Kaggle: Statefarm Distracted Driver: How to use ImageClassifierData

krisho007 · September 7, 2018, 10:31am

Hi,
I just completed Week 3 of Part 1. Successfully submitted the Planet competition and was trying my hands with https://www.kaggle.com/c/state-farm-distracted-driver-detection competition. I am stuck with writing the get_data function.
I wrote it like this.
def get_data(sz):
tfms = tfms_from_model(resnet50, sz, max_zoom=1.05)
return ImageClassifierData.from_paths(PATH, tfms=tfms, trn_name=‘train’, val_name=None, test_name=‘test’)

I get an error when I try get_data(64).
join() argument must be str or bytes, not ‘NoneType’ It might be because of not having a val_name folder? Any help is appreciated.
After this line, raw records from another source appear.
//! The single-expression contract: analyze and evaluate
//!
//! Every expression passes through the same pipeline whichever entry point
//! is used:
//!
//! ```text
//! {{name}} text -> template rewrite -> tokens -> AST -> depth check -> resolve
//! JSON tree ----------------------------------> AST -> depth check -> resolve
//! ```
//!
//! Only an expression that made it through [`Compiled::new`] (or
//! [`Compiled::from_tree`]) is ever evaluated.

use crate::ast::walk::depth;
use crate::ast::{Expr, Spanned};
use crate::config::EngineConfig;
use crate::error::{ExprError, Result};
use crate::interp::{Environment, Evaluator};
use crate::lexer::tokenize;
use crate::parser::parse;
use crate::resolver::resolve;
use crate::template::{Template, extract_variables};
use crate::tree::TreeExpr;
use crate::util::find_similar_name;
use indexmap::IndexMap;
use serde::{Deserialize, Serialize};

/// Variable name to value, in binding order
pub type Scope = IndexMap<String, f64>;

/// The only stored-expression format version understood
pub const CURRENT_VERSION: u64 = 1;

#[derive(Debug, Clone, Copy, PartialEq, Eq, Hash, Serialize, Deserialize)]
#[serde(try_from = "u64", into = "u64")]
pub struct ExpressionVersion(u64);

impl Default for ExpressionVersion {
    fn default() -> Self {
        ExpressionVersion(CURRENT_VERSION)
    }
}

impl TryFrom<u64> for ExpressionVersion {
    type Error = String;

    fn try_from(version: u64) -> std::result::Result<Self, Self::Error> {
        if version == CURRENT_VERSION {
            Ok(ExpressionVersion(version))
        } else {
            Err(format!("unsupported expression version {version}, expected {CURRENT_VERSION}"))
        }
    }
}

impl From<ExpressionVersion> for u64 {
    fn from(version: ExpressionVersion) -> u64 {
        version.0
    }
}

/// A versioned expression as saved by an editor.
/// An empty `source` means "not written yet".
#[derive(Debug, Clone, PartialEq, Eq, Serialize, Deserialize)]
pub struct StoredExpression {
    #[serde(default)]
    pub version: ExpressionVersion,
    #[serde(default)]
    pub source: String,
}

impl StoredExpression {
    pub fn new(source: impl Into<String>) -> Self {
        StoredExpression {
            version: ExpressionVersion::default(),
            source: source.into(),
        }
    }

    pub fn is_blank(&self) -> bool {
        self.source.trim().is_empty()
    }
}

/// Result of [`analyze`]
#[derive(Debug, Clone, PartialEq, Serialize, Deserialize)]
pub struct ExpressionAnalysis {
    pub variables: Vec<String>,
    pub error: Option<String>,
}

/// A parsed and resolved expression, ready to evaluate against any scope
#[derive(Debug, Clone)]
pub struct Compiled {
    ast: Spanned<Expr>,
    template: Template,
    variables: Vec<String>,
}

impl Compiled {
    /// Compile `{{name}}` source text. Error spans refer to `source`.
    pub fn new(source: &str, config: &EngineConfig) -> Result<Self> {
        if source.trim().is_empty() {
            return Err(ExprError::EmptySource);
        }
        let template = Template::rewrite(source);
        let ast = compile_text(template.internal(), config)
            .map_err(|e| e.map_span(|span| template.to_original(span)))?;
        Ok(Compiled {
            ast,
            variables: extract_variables(source),
            template,
        })
    }

    /// Compile a JSON expression tree
    pub fn from_tree(tree: &TreeExpr, config: &EngineConfig) -> Result<Self> {
        let ast = tree.lower()?;
        check_depth(&ast, config)?;
        resolve(&ast)?;
        Ok(Compiled {
            ast,
            template: Template::rewrite(""),
            variables: tree.variables(),
        })
    }

    /// Sorted distinct variable names the expression references
    pub fn variables(&self) -> &[String] {
        &self.variables
    }

    pub fn evaluate(&self, scope: &Scope) -> Result<f64> {
        let env = Environment::from_scope(scope.iter());
        Evaluator::new(&env)
            .evaluate(&self.ast)
            .map_err(|e| e.map_span(|span| self.template.to_original(span)))
    }
}

fn compile_text(internal: &str, config: &EngineConfig) -> Result<Spanned<Expr>> {
    let ast = parse(tokenize(internal)?)?;
    check_depth(&ast, config)?;
    resolve(&ast)?;
    Ok(ast)
}

fn check_depth(ast: &Spanned<Expr>, config: &EngineConfig) -> Result<()> {
    if depth(ast) > config.max_depth {
        return Err(ExprError::parse("expression nested too deeply", ast.span));
    }
    Ok(())
}

/// Variables and the first problem with `source`, if any.
///
/// Variables come from a textual scan, so they are reported even when the
/// source does not parse. Blank source is valid and has no variables.
pub fn analyze(source: &str) -> ExpressionAnalysis {
    analyze_with(source, &EngineConfig::default())
}

pub fn analyze_with(source: &str, config: &EngineConfig) -> ExpressionAnalysis {
    if source.trim().is_empty() {
        return ExpressionAnalysis {
            variables: Vec::new(),
            error: None,
        };
    }
    ExpressionAnalysis {
        variables: extract_variables(source),
        error: Compiled::new(source, config).err().map(|e| e.to_string()),
    }
}

/// Sorted distinct variable names of a tree expression
pub fn analyze_tree(tree: &TreeExpr) -> Vec<String> {
    tree.variables()
}

/// Evaluate a stored expression against `scope` to a finite number
pub fn evaluate(expression: &StoredExpression, scope: &Scope) -> Result<f64> {
    evaluate_with(expression, scope, &EngineConfig::default())
}

pub fn evaluate_with(expression: &StoredExpression, scope: &Scope, config: &EngineConfig) -> Result<f64> {
    Compiled::new(&expression.source, config)
        .map_err(|e| suggest_from_scope(e, scope))?
        .evaluate(scope)
}

pub fn evaluate_tree(tree: &TreeExpr, scope: &Scope, config: &EngineConfig) -> Result<f64> {
    Compiled::from_tree(tree, config)?.evaluate(scope)
}

/// A bare word naming (or close to) a scope variable most likely meant
/// `{{variable}}`; an exact scope match beats a builtin lookalike
fn suggest_from_scope(error: ExprError, scope: &Scope) -> ExprError {
    let ExprError::UnknownSymbol { name, suggestion, .. } = &error else {
        return error;
    };
    let names: Vec<&str> = scope.keys().map(String::as_str).collect();
    let candidate = if scope.contains_key(name) {
        Some(name.clone())
    } else if suggestion.is_none() {
        find_similar_name(name, &names, 2).map(str::to_string)
    } else {
        return error;
    };
    error.with_suggestion(candidate.as_deref())
}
sjdlloyd · September 7, 2018, 10:44am

You do need a val_nane. Is there a reason that you’re going without a validation set?
If there is a reason, you’re best off creating a dummy directory with a folder for a category, and putting an image in that

krisho007 · September 7, 2018, 10:56am

Thanks Sam for the answer. I will do that. Another question. How do I fill this validation set with 20% of training set in this case?

sjdlloyd · September 7, 2018, 11:41am

I’m on my phone, so below isn’t tested, and I can’t remember all the syntax so you will have to do some debugging

from pathlib2 import Path
TRAIN = Path (‘data/train’)
VAL = Path(‘data/valid’)
for cat in TRAIN.iterdir():
cat_name = cat.name
img_list = list(cat.iterdir())
Img_list.shuffle()
cut = into( len(img_list)/5)
val_list = img_list[:cut]
cat_val = VAL/cat_name
cat_val.mkdir()
for img in val_list:
img.stat(cat_val/IMG.name) # check this is the right method to move!

krisho007 · September 7, 2018, 7:25pm

Thanks a lot Sam. At last got this working with below code. You gave me lots of inspiration on how to approach this.

from pathlib import Path, PurePath
import random

# Create path objects
train_path = Path('data/distractedDriver/imgs/train')
# create the 'valid' folder beforehand
validation_path = Path('data/distractedDriver/imgs/valid')

for cat in train_path.iterdir():
    cat_name = cat.name
    #create a folder with name cat_name
    validation_path.joinpath(cat_name).mkdir()
    cat_path_train = train_path.joinpath(cat_name)
    cat_path_val = validation_path.joinpath(cat_name)
    # Get 5 random files from the train category folder
    source_files = random.sample(list(cat_path_train.iterdir()), sum(1 for _ in Path(cat_path_train).iterdir())//5))
    for file in source_files:
        new_file = str(PurePath(file)).replace('train', 'valid')
        file.rename(new_file)

sjdlloyd · September 7, 2018, 7:39pm

file.rename()… that’s what I was trying to remember!